Re: Arch maintainers Ahoy!

Linus Torvalds <torvalds@xxxxxxxxxxxxxxxxxxxx> · Wed, 23 May 2012 14:01:26 -0700

On Wed, May 23, 2012 at 1:36 PM, David Miller <davem@xxxxxxxxxxxxx> wrote:
>
> I toyed around with some of the ideas we discussed but gcc really
> mishandled all the approaches I tried.

Have you tried coding them as ?: expressions, along with making all
the temporaries separate variables? Sometimes that seems to make gcc
more eager to use cmov's.

Although that seemed to work better before.
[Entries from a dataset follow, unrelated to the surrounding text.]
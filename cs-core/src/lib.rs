//! Content Store Core - Foundation types shared by the fake server and the client.
//!
//! This crate provides the pieces every other content store crate builds on:
//! - The unified error type covering validation, routing, and transport faults
//! - Configuration for the fake server and for clients
//! - Structured logging with tracing
//! - Abstract HTTP request/response records (no real transport attached)
//! - Common constants

pub mod config;
pub mod constants;
pub mod error;
pub mod http;
pub mod logging;

// Re-export commonly used items at the crate root
pub use config::{ClientConfig, FakeConfig};
pub use error::{CsError, CsResult};
pub use http::{Method, Request, Response};
pub use logging::init_console_logging;
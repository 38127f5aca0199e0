//! Resource specializations.
//!
//! One module per resource type. Each declares the store for its entities
//! (field whitelist, defaults, create-time requireds, length bounds) and
//! wraps the generic store operations with its own cross-entity checks.
//! Checks always run in the same order: whitelist, requireds, bounds, then
//! cross-entity, and only then does anything touch storage.

pub mod binary_content;
pub mod message;
pub mod messageset;
pub mod schedule;

use serde_json::Value;

use cs_core::error::{CsError, CsResult};

use crate::store::{Fields, ResourceStore};

/// Templates are built by serializing the `Default` value of the matching
/// cs-models type, so whitelist and model cannot drift apart.
fn template_of<T: Default + serde::Serialize>() -> Value {
    serde_json::to_value(T::default()).expect("entity models serialize to objects")
}

/// Check that a reference field, when supplied, resolves in `target`.
fn check_reference(
    fields: &Fields,
    field: &'static str,
    target: &ResourceStore,
) -> CsResult<()> {
    match crate::store::ref_id(fields, field) {
        // Field absent or null: nothing to resolve.
        None => Ok(()),
        Some(Some(id)) if target.contains(id) => Ok(()),
        Some(resolved) => Err(CsError::DanglingReference {
            field,
            id: match resolved {
                Some(id) => id.to_string(),
                None => fields[field].to_string(),
            },
        }),
    }
}
//! Generic keyed in-memory resource storage.
//!
//! A [`ResourceStore`] holds the entities of one resource type as raw JSON
//! maps keyed by id. Working on raw maps rather than typed structs is what
//! makes exact field whitelisting possible: an unknown field in a request
//! body has to be observable, not silently dropped by a deserializer.
//!
//! Ids come from a monotonic counter starting at 1, so iteration order over
//! the backing `BTreeMap` is insertion order. The contract only requires
//! uniqueness; monotonic ids additionally keep tests deterministic and give
//! the stable tie-break the message ordering guarantee needs.

use std::collections::BTreeMap;

use chrono::Utc;
use serde_json::{Map, Value};
use tracing::debug;

use cs_core::constants::TIMESTAMP_FORMAT;
use cs_core::error::{CsError, CsResult};

/// Raw field map of one entity.
pub type Fields = Map<String, Value>;

/// Length bound on one string field.
#[derive(Debug, Clone, Copy)]
pub struct Bound {
    /// Bounded field name.
    pub field: &'static str,
    /// Maximum length in characters.
    pub max: usize,
}

/// Keyed in-memory collection for one resource type.
///
/// The store owns whitelist/required/length validation and the mechanical
/// create/get/list/update/delete operations. Cross-entity checks (unique
/// names, reference resolution, content presence) belong to the resource
/// specializations in [`crate::resources`], which run them between
/// validation and mutation. Nothing here ever partially writes: callers
/// validate first, then mutate.
pub struct ResourceStore {
    /// Resource name as it appears in URL paths and error bodies.
    resource: &'static str,
    /// Allowed fields with their default values.
    template: Fields,
    /// Fields that must be present (and non-null) on create.
    required: &'static [&'static str],
    /// Length-bounded fields.
    bounds: &'static [Bound],
    /// Whether the store assigns created_at/updated_at.
    timestamps: bool,
    entities: BTreeMap<u64, Fields>,
    next_id: u64,
}

impl ResourceStore {
    /// Build an empty store.
    ///
    /// `template` must serialize to a JSON object; its keys define the
    /// field whitelist and its values the defaults applied on create.
    pub fn new(
        resource: &'static str,
        template: Value,
        required: &'static [&'static str],
        bounds: &'static [Bound],
        timestamps: bool,
    ) -> Self {
        let template = match template {
            Value::Object(map) => map,
            other => panic!("template for {resource} must be an object, got {other}"),
        };
        Self {
            resource,
            template,
            required,
            bounds,
            timestamps,
            entities: BTreeMap::new(),
            next_id: 1,
        }
    }

    /// Resource name as used in paths and error messages.
    pub fn resource(&self) -> &'static str {
        self.resource
    }

    /// Reject any submitted field outside the whitelist, reporting every
    /// offender at once.
    pub fn check_fields(&self, fields: &Fields) -> CsResult<()> {
        let mut bad: Vec<String> = fields
            .keys()
            .filter(|k| !self.template.contains_key(*k))
            .cloned()
            .collect();
        if bad.is_empty() {
            Ok(())
        } else {
            bad.sort();
            Err(CsError::UnknownFields {
                resource: self.resource,
                fields: bad,
            })
        }
    }

    /// Reject a create body missing any required field. An explicit null
    /// counts as missing.
    pub fn check_required(&self, fields: &Fields) -> CsResult<()> {
        let missing: Vec<String> = self
            .required
            .iter()
            .filter(|f| fields.get(**f).map(Value::is_null).unwrap_or(true))
            .map(|f| f.to_string())
            .collect();
        if missing.is_empty() {
            Ok(())
        } else {
            Err(CsError::MissingFields { fields: missing })
        }
    }

    /// Reject any bounded string field exceeding its maximum length.
    pub fn check_bounds(&self, fields: &Fields) -> CsResult<()> {
        for bound in self.bounds {
            if let Some(value) = fields.get(bound.field).and_then(Value::as_str) {
                if value.chars().count() > bound.max {
                    return Err(CsError::FieldTooLong {
                        field: bound.field,
                        max: bound.max,
                    });
                }
            }
        }
        Ok(())
    }

    /// Insert a new entity: template defaults, submitted fields on top,
    /// then the server-assigned id and timestamps. Validation must already
    /// have happened.
    pub fn insert(&mut self, fields: Fields) -> &Fields {
        let id = self.next_id;
        self.next_id += 1;

        let mut entity = self.template.clone();
        for (key, value) in fields {
            entity.insert(key, value);
        }
        entity.insert("id".to_string(), Value::from(id));
        if self.timestamps {
            let now = now_string();
            entity.insert("created_at".to_string(), Value::from(now.clone()));
            entity.insert("updated_at".to_string(), Value::from(now));
        }

        debug!(resource = self.resource, id, "entity created");
        self.entities.insert(id, entity);
        &self.entities[&id]
    }

    /// Look up one entity by id.
    pub fn get(&self, id: u64) -> CsResult<&Fields> {
        self.entities
            .get(&id)
            .ok_or_else(|| CsError::NotFound(format!("{} {id}", self.resource)))
    }

    /// Whether an entity with this id exists.
    pub fn contains(&self, id: u64) -> bool {
        self.entities.contains_key(&id)
    }

    /// All entities in insertion order.
    pub fn list(&self) -> Vec<&Fields> {
        self.entities.values().collect()
    }

    /// Iterate (id, entity) pairs in insertion order.
    pub fn iter(&self) -> impl Iterator<Item = (u64, &Fields)> {
        self.entities.iter().map(|(id, entity)| (*id, entity))
    }

    /// Merge submitted fields into an existing entity and bump its
    /// updated_at. Validation must already have happened.
    pub fn apply_update(&mut self, id: u64, fields: Fields) -> CsResult<&Fields> {
        let resource = self.resource;
        let timestamps = self.timestamps;
        let entity = self
            .entities
            .get_mut(&id)
            .ok_or_else(|| CsError::NotFound(format!("{resource} {id}")))?;
        for (key, value) in fields {
            entity.insert(key, value);
        }
        if timestamps {
            entity.insert("updated_at".to_string(), Value::from(now_string()));
        }
        debug!(resource, id, "entity updated");
        Ok(entity)
    }

    /// Remove an entity, returning it. No referential guard: deleting an
    /// entity other resources still point at is allowed, matching the
    /// observed service.
    pub fn remove(&mut self, id: u64) -> CsResult<Fields> {
        let removed = self
            .entities
            .remove(&id)
            .ok_or_else(|| CsError::NotFound(format!("{} {id}", self.resource)))?;
        debug!(resource = self.resource, id, "entity deleted");
        Ok(removed)
    }
}

/// The four stores of one fake instance.
///
/// Constructed explicitly and injected into [`crate::FakeContentStoreApi`];
/// independent fakes never share state.
pub struct ContentStore {
    pub schedules: ResourceStore,
    pub messagesets: ResourceStore,
    pub messages: ResourceStore,
    pub binarycontents: ResourceStore,
}

impl ContentStore {
    /// Build an empty content store.
    pub fn new() -> Self {
        Self {
            schedules: crate::resources::schedule::store(),
            messagesets: crate::resources::messageset::store(),
            messages: crate::resources::message::store(),
            binarycontents: crate::resources::binary_content::store(),
        }
    }
}

impl Default for ContentStore {
    fn default() -> Self {
        Self::new()
    }
}

/// Current UTC time in the service's timestamp format.
fn now_string() -> String {
    Utc::now().format(TIMESTAMP_FORMAT).to_string()
}

/// Read a reference field as an id, if present and non-null.
pub(crate) fn ref_id(fields: &Fields, field: &str) -> Option<Option<u64>> {
    match fields.get(field) {
        None | Some(Value::Null) => None,
        Some(value) => Some(value.as_u64()),
    }
}

/// The id of a stored entity. Present on everything a store hands out.
pub(crate) fn id_of(entity: &Fields) -> CsResult<u64> {
    entity
        .get("id")
        .and_then(Value::as_u64)
        .ok_or_else(|| CsError::Internal("stored entity without id".to_string()))
}
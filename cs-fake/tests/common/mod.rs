//! Shared helpers for the fake's integration tests.

#![allow(dead_code)]

use serde_json::{json, Value};

use cs_core::{Method, Request, Response};
use cs_fake::FakeContentStoreApi;

/// Token every test fake accepts.
pub const TOKEN: &str = "testtoken";

/// A fresh fake under the default prefix.
pub fn api() -> FakeContentStoreApi {
    cs_core::init_console_logging("warn");
    FakeContentStoreApi::with_token(TOKEN)
}

pub fn get(path: &str) -> Request {
    Request::new(Method::Get, path).with_token(TOKEN)
}

pub fn post(path: &str, body: Value) -> Request {
    Request::new(Method::Post, path).with_body(body).with_token(TOKEN)
}

pub fn put(path: &str, body: Value) -> Request {
    Request::new(Method::Put, path).with_body(body).with_token(TOKEN)
}

pub fn patch(path: &str, body: Value) -> Request {
    Request::new(Method::Patch, path).with_body(body).with_token(TOKEN)
}

pub fn delete(path: &str) -> Request {
    Request::new(Method::Delete, path).with_token(TOKEN)
}

/// POST and assert 201, returning the created entity.
pub fn create(api: &mut FakeContentStoreApi, path: &str, body: Value) -> Value {
    let response = api.handle_request(&post(path, body));
    assert_eq!(response.code, 201, "create failed: {}", response.body);
    response.data
}

/// Seed one schedule, returning its id.
pub fn seed_schedule(api: &mut FakeContentStoreApi) -> u64 {
    api.seed_schedule(json!({})).unwrap()
}

/// Seed one schedule and one message set on it, returning the set id.
pub fn seed_messageset(api: &mut FakeContentStoreApi, short_name: &str) -> u64 {
    let schedule = seed_schedule(api);
    api.seed_messageset(json!({
        "short_name": short_name,
        "default_schedule": schedule
    }))
    .unwrap()
}

/// Id of an entity in a response body.
pub fn id_of(entity: &Value) -> u64 {
    entity["id"].as_u64().expect("entity id")
}

/// Assert a field-keyed 400 body carries the given message under the field.
pub fn assert_field_error(response: &Response, field: &str, message: &str) {
    assert_eq!(response.code, 400, "body: {}", response.body);
    let messages = response.data[field]
        .as_array()
        .unwrap_or_else(|| panic!("no {field} key in {}", response.body));
    assert!(
        messages.iter().any(|m| m == message),
        "no {message:?} under {field} in {}",
        response.body
    );
}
These days gcc sometimes
seems so eager to show it knows better than the programmer that it is
hard to make it do the obvious thing from the obvious source code..

> 1) In the loop, use the test:
>
>      (x + 0xfefefeff) & ~(x | 0x7f7f7f7f)
>
>   It's the same effective cost as the current test (on sparc
>   it would be ADD, OR, ANDNCC).
>
>   We make sure to calculate the "x | 0x7f7f7f7f" part into
>   a variable which is not clobbered by the rest of the test.
>
>   This is so we can reuse it in #2.
>
> 2) Once we find a word containing the zero byte, do a:
>
>        ~(((x & 0x7f7f7f7f) + 0x7f7f7f7f) | x | 0x7f7f7f7f)
>
>   and that "x | 0x7f7f7f7f" part is already calculated and thus
>   can be cribbed the place we left it in #1 above.
>
>   And now we'll have exactly a 0x80 where there is a zero byte,
>   and no bleeding of 0x80 values into adjacent byte positions.
>
> Once we have that we can just test that mask directly for the
> zero byte location search code.

Sounds likely, and you only have two different constants to worry about.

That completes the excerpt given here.